I have always found the prologue of John deeply moving. Whenever I read it, I feel it in my core. There is a timelessness, a rootedness to it. It speaks both to my spirit and to my body, and to the mysterious connection between the two.

Although I generally read the prologue as a whole, today I am reflecting on just thirteen words. It does not come easily to me to separate these thirteen words from the rest. But as I try to do so, the words begin to speak to me as another creation story.

“...in him was life…” I imagine God, the Creator, once again speaking Himself into the human world, only this time sending His Word to us in flesh to live among us. We are told earlier in the prologue that this spirit of life He is sending in this flesh is as ancient as “the beginning.” It is hard for my finite mind to understand “the beginning,” but I know in my body it is older than finite human Kronos time. It feels more like a glimmer of God’s Kairos time.

As I reflect, these four words become for me a different way of describing the birth story we usually turn to during Advent. The birth stories in Matthew and Luke seem to concentrate more on the flesh and the body. We are told of the babe in the manger, Mary and Joseph, Wise Men, shepherds, and the animals, bodies all of them.
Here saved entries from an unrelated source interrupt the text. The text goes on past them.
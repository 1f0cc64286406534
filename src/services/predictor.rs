use crate::{
    error::{AppError, AppResult},
    models::{PredictionRow, UserId},
    services::{matrix::NormalizedMatrix, similarity::SimilarityMatrix},
};

/// Normalized neighbor weights for the target user
///
/// Takes the target's similarity row, drops the self entry, and rescales so
/// the weights sum to 1. All-orthogonal peers leave nothing to weight by and
/// fail explicitly rather than dividing by zero.
pub fn neighbor_weights(
    target_row: usize,
    similarity: &SimilarityMatrix,
) -> AppResult<Vec<(usize, f64)>> {
    let mut weights: Vec<(usize, f64)> = (0..similarity.n_users())
        .filter(|&peer| peer != target_row)
        .map(|peer| (peer, similarity.value(target_row, peer)))
        .collect();

    let total: f64 = weights.iter().map(|(_, sim)| sim).sum();
    if total == 0.0 {
        return Err(AppError::DegenerateNeighborhood(
            "target user has zero similarity to every peer".to_string(),
        ));
    }

    for (_, weight) in &mut weights {
        *weight /= total;
    }

    Ok(weights)
}

/// Predicts preference scores for every game the target hasn't played
///
/// A game counts as unplayed when the target's normalized value is exactly
/// zero. Each unplayed game's score is the weighted average of the peers'
/// normalized playtime on it, weighted by neighbor similarity. Scores are
/// unbounded and only their relative order is meaningful.
///
/// Returns at most `top_n` rows in descending score order; the sort is
/// stable, so equal scores keep catalog (column first-seen) order. A target
/// who has played every game in the catalog gets an empty list, which is a
/// valid outcome, not an error.
pub fn predict(
    target: &UserId,
    normalized: &NormalizedMatrix,
    similarity: &SimilarityMatrix,
    top_n: usize,
) -> AppResult<Vec<PredictionRow>> {
    let target_row = normalized.index_of(target).ok_or_else(|| {
        AppError::DegenerateNeighborhood(format!("no usage data recorded for user {}", target))
    })?;

    let weights = neighbor_weights(target_row, similarity)?;

    let mut predictions: Vec<PredictionRow> = (0..normalized.n_items())
        .filter(|&col| normalized.value(target_row, col) == 0.0)
        .map(|col| {
            let predicted_score: f64 = weights
                .iter()
                .map(|&(peer, weight)| weight * normalized.value(peer, col))
                .sum();
            PredictionRow {
                item_name: normalized.items()[col].clone(),
                predicted_score,
            }
        })
        .collect();

    predictions.sort_by(|a, b| {
        b.predicted_score
            .partial_cmp(&a.predicted_score)
            .unwrap_or(std::cmp::Ordering::Equal)
    });
    predictions.truncate(top_n);

    Ok(predictions)
}

#[cfg(test)]
mod tests {
    use super::*;

    use crate::models::UsageRecord;
    use crate::services::matrix::UsageMatrix;

    fn uid(raw: &str) -> UserId {
        UserId::parse(raw).unwrap()
    }

    fn record(owner: &UserId, name: &str, hours: f64) -> UsageRecord {
        UsageRecord {
            item_id: 0,
            item_name: name.to_string(),
            usage_hours: hours,
            owner: owner.clone(),
        }
    }

    fn pipeline(records: &[UsageRecord]) -> (NormalizedMatrix, SimilarityMatrix) {
        let normalized = UsageMatrix::build(records).normalize();
        let similarity = SimilarityMatrix::compute(&normalized).unwrap();
        (normalized, similarity)
    }

    /// The worked end-to-end example: A played x 10h, B played x 20h and
    /// y 5h, C played y 15h (zero-hour entries already dropped).
    fn fixture_records() -> (UserId, Vec<UsageRecord>) {
        let a = uid("76561198000000001");
        let b = uid("76561198000000002");
        let c = uid("76561198000000003");
        let records = vec![
            record(&a, "x", 10.0),
            record(&b, "x", 20.0),
            record(&b, "y", 5.0),
            record(&c, "y", 15.0),
        ];
        (a, records)
    }

    #[test]
    fn test_neighbor_weights_sum_to_one() {
        let a = uid("76561198000000001");
        let b = uid("76561198000000002");
        let c = uid("76561198000000003");
        let records = vec![
            record(&a, "x", 10.0),
            record(&a, "y", 2.0),
            record(&b, "x", 20.0),
            record(&b, "y", 5.0),
            record(&c, "y", 15.0),
            record(&c, "x", 1.5),
        ];
        let (_, similarity) = pipeline(&records);

        let weights = neighbor_weights(0, &similarity).unwrap();

        assert_eq!(weights.len(), 2);
        let total: f64 = weights.iter().map(|(_, w)| w).sum();
        assert!((total - 1.0).abs() < 1e-12);
    }

    #[test]
    fn test_worked_example_predicts_zero_for_y() {
        let (a, records) = fixture_records();
        let (normalized, similarity) = pipeline(&records);

        let predictions = predict(&a, &normalized, &similarity, 5).unwrap();

        // A's only unplayed game is y. B is A's sole similar peer
        // (sim 1.0 vs C's 0.0), and B's normalized value for y is exactly
        // zero because 5h was the global minimum. The predicted score is
        // therefore exactly 0.
        assert_eq!(predictions.len(), 1);
        assert_eq!(predictions[0].item_name, "y");
        assert!(predictions[0].predicted_score.abs() < 1e-12);
    }

    #[test]
    fn test_more_peer_hours_cannot_lower_a_prediction() {
        let a = uid("76561198000000001");
        let b = uid("76561198000000002");

        // A's sub-hour playtime on w carries the global minimum, so the
        // shared game x keeps positive mass for both users.
        let score_for = |hours_on_y: f64| {
            let records = vec![
                record(&a, "x", 2.0),
                record(&a, "w", 0.5),
                record(&b, "x", 2.0),
                record(&b, "y", hours_on_y),
            ];
            let (normalized, similarity) = pipeline(&records);
            predict(&a, &normalized, &similarity, 5)
                .unwrap()
                .into_iter()
                .find(|p| p.item_name == "y")
                .unwrap()
                .predicted_score
        };

        assert!(score_for(8.0) > score_for(4.0));
    }

    #[test]
    fn test_ranking_is_descending_and_truncated() {
        let a = uid("76561198000000001");
        let b = uid("76561198000000002");
        let records = vec![
            record(&a, "x", 5.0),
            record(&b, "x", 5.0),
            record(&b, "long haul", 100.0),
            record(&b, "mid", 10.0),
            record(&b, "short", 2.0),
        ];
        let (normalized, similarity) = pipeline(&records);

        let predictions = predict(&a, &normalized, &similarity, 2).unwrap();

        assert_eq!(predictions.len(), 2);
        assert_eq!(predictions[0].item_name, "long haul");
        assert_eq!(predictions[1].item_name, "mid");
        assert!(predictions[0].predicted_score > predictions[1].predicted_score);
    }

    #[test]
    fn test_equal_scores_keep_catalog_order() {
        let a = uid("76561198000000001");
        let b = uid("76561198000000002");
        // B's identical hours on both unplayed games produce identical
        // scores; the stable sort keeps first-seen column order. A's 0.5h
        // on w holds the global minimum away from the shared game.
        let records = vec![
            record(&a, "x", 5.0),
            record(&a, "w", 0.5),
            record(&b, "x", 5.0),
            record(&b, "first", 7.0),
            record(&b, "second", 7.0),
        ];
        let (normalized, similarity) = pipeline(&records);

        let predictions = predict(&a, &normalized, &similarity, 5).unwrap();

        assert_eq!(predictions[0].item_name, "first");
        assert_eq!(predictions[1].item_name, "second");
        assert_eq!(
            predictions[0].predicted_score,
            predictions[1].predicted_score
        );
    }

    #[test]
    fn test_target_with_no_unplayed_games_gets_empty_list() {
        let a = uid("76561198000000001");
        let b = uid("76561198000000002");
        // Both users played everything in the catalog; B's 2h on x is the
        // global minimum, so none of A's cells normalize to zero.
        let records = vec![
            record(&a, "x", 4.0),
            record(&a, "y", 6.0),
            record(&b, "x", 2.0),
            record(&b, "y", 12.0),
        ];
        let (normalized, similarity) = pipeline(&records);

        let predictions = predict(&a, &normalized, &similarity, 5).unwrap();
        assert!(predictions.is_empty());
    }

    #[test]
    fn test_all_orthogonal_peers_is_degenerate() {
        let a = uid("76561198000000001");
        let b = uid("76561198000000002");
        // No shared games at all: similarity 0, weight sum 0.
        let records = vec![record(&a, "x", 4.0), record(&b, "y", 9.0)];
        let (normalized, similarity) = pipeline(&records);

        let err = predict(&a, &normalized, &similarity, 5).unwrap_err();
        assert!(matches!(err, AppError::DegenerateNeighborhood(_)));
    }

    #[test]
    fn test_unknown_target_is_degenerate() {
        let (_, records) = fixture_records();
        let (normalized, similarity) = pipeline(&records);

        let stranger = uid("76561198000000009");
        let err = predict(&stranger, &normalized, &similarity, 5).unwrap_err();
        assert!(matches!(err, AppError::DegenerateNeighborhood(_)));
    }
}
But today it strikes me that the new life described in John and present in the babe in the manger is also the wind described in Genesis that swept over the waters. I am in awe at being given these different ways to understand the depth and breadth of God’s presence in the world.

And then, there are the remaining eight words of today’s verse: “…and the life was the light of all people.” Ah, light. In Genesis we have light on the first day; in Luke we have the angel and the glory of the Lord shining; and in Matthew we have the light of a star that illuminates a path for the Wise Men to the Word made flesh. This is no ordinary light the author of John is describing. This light is light from God. We are told that it is the light of all people and, in the next verse, that it is the kind of light that the darkness has not overcome.

As I continue to reflect, I am drawn singularly to profound praise and thanksgiving. I am thankful for all the ways in which God speaks Himself into our world trying to help us understand His presence; for His gift of life in the babe in the manger, an example in the flesh, of a perfect embodiment of what God’s spirit manifest fully in a human being looks like; for His call to each of us to more fully embody that same spirit.

I am also reminded of God’s role in my creation and in my birth, so beautifully described in Psalm 139. He has carefully formed my inward parts, and promises that I cannot escape this spirit, this wind, this breath, that has existed since the beginning, and that we all share.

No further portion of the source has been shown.